Yes, this could be an option. There's still the small caveat that on the consuming side, people will usually have to invest some effort there: I think that most "ZIP libraries" (as 'common libraries for zip handling in different programming languages') tend to hide that as an abstraction, and only offer functionalities like "iterating over all entries", or "looking up a certain entry (with a linear search under the hood)".

More technically/specifially: These libraries do not necessarily provide the low-level access to the ZIP central directory that would allow constant-time lookups.

(All this does not prevent this approach, but should be kept in mind when making this an integral part of a specification)

vpenades commented 11 months ago

ZIP file format has a table of contents with offsets and sizes that is read before accessing the rest of the content. I know a few ZIP libraries and all of them give you random access to the contents, even when compressed.

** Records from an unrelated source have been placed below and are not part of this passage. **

//! In-memory object store and cache for testing and development

use crate::core::cache::{CacheBackend, CacheResult};
use crate::core::error::{CacheError, StorageError};
use crate::core::query::{Filters, Lookup, Query, as_integer};
use crate::core::store::{ModelSchema, ObjectStore, Record, Relation, StoreResult};
use async_trait::async_trait;
use serde_json::{Map, Value};
use std::collections::{BTreeMap, HashMap};
use std::sync::{Arc, Mutex, RwLock};
use std::time::{Duration, Instant};

// =============================================================================
// Object store
// =============================================================================

#[derive(Default)]
struct Tables {
    schemas: HashMap<String, ModelSchema>,
    rows: HashMap<String, BTreeMap<i64, Record>>,
}

impl Tables {
    fn row(&self, model: &str, id: i64) -> Option<&Record> {
        self.rows.get(model).and_then(|rows| rows.get(&id))
    }

    fn relation(&self, record: &Record, name: &str) -> StoreResult<&Relation> {
        self.schemas
            .get(&record.model)
            .and_then(|schema| schema.relations.get(name))
            .ok_or_else(|| StorageError::UnknownRelation {
                model: record.model.clone(),
                relation: name.to_string(),
            })
    }

    /// The rows `relation` points at from `record`
    fn follow(&self, record: &Record, name: &str) -> StoreResult<Vec<&Record>> {
        let related: Vec<&Record> = match self.relation(record, name)? {
            Relation::ForeignKey { target, column } => record
                .attribute(column)
                .as_ref()
                .and_then(as_integer)
                .and_then(|id| self.row(target, id))
                .into_iter()
                .collect(),
            Relation::Generic {
                type_column,
                id_column,
            } => {
                let model = record.attribute(type_column);
                let id = record.attribute(id_column).as_ref().and_then(as_integer);
                match (model.as_ref().and_then(Value::as_str), id) {
                    (Some(model), Some(id)) => self.row(model, id).into_iter().collect(),
                    _ => Vec::new(),
                }
            }
            Relation::Reverse { source, column } => self
                .rows
                .get(source)
                .map(|rows| {
                    rows.values()
                        .filter(|row| {
                            row.attribute(column).as_ref().and_then(as_integer) == Some(record.id)
                        })
                        .collect()
                })
                .unwrap_or_default(),
        };
        Ok(related)
    }

    /// Every value reachable from `record` along `path`
    fn values(&self, record: &Record, path: &[String]) -> StoreResult<Vec<Value>> {
        match path {
            [] => Ok(Vec::new()),
            [name] => Ok(vec![record.attribute(name).unwrap_or(Value::Null)]),
            [relation, rest @ ..] => {
                if let [last] = rest
                    && (last == "id" || last == "pk")
                    && let Relation::ForeignKey { column, .. } = self.relation(record, relation)?
                {
                    return Ok(vec![record.attribute(column).unwrap_or(Value::Null)]);
                }
                let mut values = Vec::new();
                for related in self.follow(record, relation)? {
                    values.extend(self.values(related, rest)?);
                }
                Ok(values)
            }
        }
    }

    fn matches(&self, record: &Record, lookups: &Filters) -> StoreResult<bool> {
        for (key, expected) in lookups {
            let lookup = Lookup::parse(key);
            let values = self.values(record, &lookup.path)?;
            let hit = if values.is_empty() {
                lookup.matches(&Value::Null, expected)
            } else {
                values.iter().any(|actual| lookup.matches(actual, expected))
            };
            if !hit {
                return Ok(false);
            }
        }
        Ok(true)
    }

    fn select(&self, model: &str, lookups: &Filters, excludes: &[Filters]) -> StoreResult<Vec<&Record>> {
        let Some(rows) = self.rows.get(model) else {
            return Ok(Vec::new());
        };
        let mut selected = Vec::new();
        for row in rows.values() {
            if !self.matches(row, lookups)? {
                continue;
            }
            let mut excluded = false;
            for group in excludes {
                if self.matches(row, group)? {
                    excluded = true;
                    break;
                }
            }
            if !excluded {
                selected.push(row);
            }
        }
        Ok(selected)
    }
}

/// In-memory object store
///
/// Rows are kept per model in ascending id order. Relations and lookups
/// follow the registered [`ModelSchema`]s. Uses RwLock for thread-safe access.
#[derive(Clone, Default)]
pub struct InMemoryObjectStore {
    tables: Arc<RwLock<Tables>>,
}

impl InMemoryObjectStore {
    pub fn new() -> Self {
        Self::default()
    }

    /// Builder-style schema registration
    pub fn with_schema(self, schema: ModelSchema) -> Self {
        if let Ok(mut tables) = self.tables.write() {
            tables.schemas.insert(schema.name.clone(), schema);
        }
        self
    }

    /// Store `record` as is, replacing any row with the same id
    pub fn put(&self, record: Record) -> StoreResult<Record> {
        let mut tables = self.write()?;
        tables
            .rows
            .entry(record.model.clone())
            .or_default()
            .insert(record.id, record.clone());
        Ok(record)
    }

    /// Read a row back without going through lookups
    pub fn row(&self, model: &str, id: i64) -> StoreResult<Option<Record>> {
        Ok(self.read()?.row(model, id).cloned())
    }

    /// Number of rows of `model`
    pub fn count(&self, model: &str) -> StoreResult<usize> {
        Ok(self.read()?.rows.get(model).map_or(0, BTreeMap::len))
    }

    fn read(&self) -> StoreResult<std::sync::RwLockReadGuard<'_, Tables>> {
        self.tables.read().map_err(|e| StorageError::Backend {
            message: format!("Failed to acquire read lock: {}", e),
        })
    }

    fn write(&self) -> StoreResult<std::sync::RwLockWriteGuard<'_, Tables>> {
        self.tables.write().map_err(|e| StorageError::Backend {
            message: format!("Failed to acquire write lock: {}", e),
        })
    }
}

#[async_trait]
impl ObjectStore for InMemoryObjectStore {
    fn schema(&self, model: &str) -> Option<ModelSchema> {
        self.read().ok()?.schemas.get(model).cloned()
    }

    async fn get(&self, model: &str, lookups: &Filters) -> StoreResult<Record> {
        let tables = self.read()?;
        let rows = tables.select(model, lookups, &[])?;
        match rows.as_slice() {
            [row] => Ok((*row).clone()),
            [] => Err(StorageError::DoesNotExist {
                model: model.to_string(),
            }),
            _ => Err(StorageError::MultipleObjectsReturned {
                model: model.to_string(),
                count: rows.len(),
            }),
        }
    }

    async fn query(&self, query: &Query) -> StoreResult<Vec<Record>> {
        let tables = self.read()?;
        let rows = tables.select(&query.model, &query.filters, &query.excludes)?;
        Ok(rows
            .into_iter()
            .skip(query.offset)
            .take(query.limit.unwrap_or(usize::MAX))
            .cloned()
            .collect())
    }

    async fn related_one(&self, record: &Record, relation: &str) -> StoreResult<Option<Record>> {
        let tables = self.read()?;
        if let Relation::Reverse { .. } = tables.relation(record, relation)? {
            return Err(StorageError::InvalidLookup {
                lookup: relation.to_string(),
                message: "collection relation used as a single row".to_string(),
            });
        }
        Ok(tables.follow(record, relation)?.first().map(|r| (*r).clone()))
    }

    async fn related_many(&self, record: &Record, relation: &str) -> StoreResult<Vec<Record>> {
        let tables = self.read()?;
        Ok(tables
            .follow(record, relation)?
            .into_iter()
            .cloned()
            .collect())
    }

    async fn insert(&self, model: &str, fields: Map<String, Value>) -> StoreResult<Record> {
        let mut tables = self.write()?;
        let mut values = tables
            .schemas
            .get(model)
            .map(|schema| schema.defaults.clone())
            .unwrap_or_default();
        values.extend(fields);

        let rows = tables.rows.entry(model.to_string()).or_default();
        let id = rows.keys().next_back().map_or(1, |last| last + 1);
        let record = Record {
            model: model.to_string(),
            id,
            fields: values,
        };
        rows.insert(id, record.clone());
        Ok(record)
    }

    async fn save(&self, record: &Record, update_fields: Option<&[&str]>) -> StoreResult<Record> {
        let mut tables = self.write()?;
        let stored = tables
            .rows
            .get_mut(&record.model)
            .and_then(|rows| rows.get_mut(&record.id))
            .ok_or_else(|| StorageError::DoesNotExist {
                model: record.model.clone(),
            })?;
        match update_fields {
            Some(names) => {
                for name in names {
                    match record.fields.get(*name) {
                        Some(value) => stored.set(*name, value.clone()),
                        None => {
                            stored.fields.remove(*name);
                        }
                    }
                }
            }
            None => stored.fields = record.fields.clone(),
        }
        Ok(stored.clone())
    }
}

// =============================================================================
// Cache
// =============================================================================

struct Entry {
    value: Value,
    expires_at: Instant,
}

impl Entry {
    fn is_live(&self, now: Instant) -> bool {
        now < self.expires_at
    }
}

/// In-memory cache with per-entry expiry
///
/// `add` and `decrement` run under one lock and are atomic.
#[derive(Clone, Default)]
pub struct InMemoryCache {
    entries: Arc<Mutex<HashMap<String, Entry>>>,
}

impl InMemoryCache {
    pub fn new() -> Self {
        Self::default()
    }

    fn lock(&self) -> CacheResult<std::sync::MutexGuard<'_, HashMap<String, Entry>>> {
        self.entries.lock().map_err(|e| CacheError::Backend {
            message: format!("Failed to acquire cache lock: {}", e),
        })
    }
}

#[async_trait]
impl CacheBackend for InMemoryCache {
    async fn get(&self, key: &str) -> CacheResult<Option<Value>> {
        let mut entries = self.lock()?;
        if let Some(entry) = entries.get(key)
            && entry.is_live(Instant::now())
        {
            return Ok(Some(entry.value.clone()));
        }
        // expired entries are dropped on read
        entries.remove(key);
        Ok(None)
    }

    async fn set(&self, key: &str, value: Value, ttl: Duration) -> CacheResult<()> {
        let expires_at = Instant::now() + ttl;
        self.lock()?
            .insert(key.to_string(), Entry { value, expires_at });
        Ok(())
    }

    async fn add(&self, key: &str, value: Value, ttl: Duration) -> CacheResult<bool> {
        let mut entries = self.lock()?;
        let now = Instant::now();
        if entries.get(key).is_some_and(|entry| entry.is_live(now)) {
            return Ok(false);
        }
        entries.insert(
            key.to_string(),
            Entry {
                value,
                expires_at: now + ttl,
            },
        );
        Ok(true)
    }

    async fn decrement(&self, key: &str) -> CacheResult<i64> {
        let mut entries = self.lock()?;
        let now = Instant::now();
        let entry = entries
            .get_mut(key)
            .filter(|entry| entry.is_live(now))
            .ok_or_else(|| CacheError::MissingKey {
                key: key.to_string(),
            })?;
        let current = entry.value.as_i64().ok_or_else(|| CacheError::NotAnInteger {
            key: key.to_string(),
        })?;
        entry.value = Value::from(current - 1);
        Ok(current - 1)
    }

    async fn delete(&self, key: &str) -> CacheResult<()> {
        self.lock()?.remove(key);
        Ok(())
    }
}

In fact, random access is available in most archive formats, the only ones not supporting random access are Tar.GZ and Rar/7z when compressed as solid archives.

vpenades commented 10 months ago

In addition to my proposal of a zipped version, I had the opportunity to tinker with OpenRaster and some other Zip based documents recently, so, I wanted to ask:

Would it be fine to open a new issue with a proposal for GLZ ? or it's better to keep discussion here?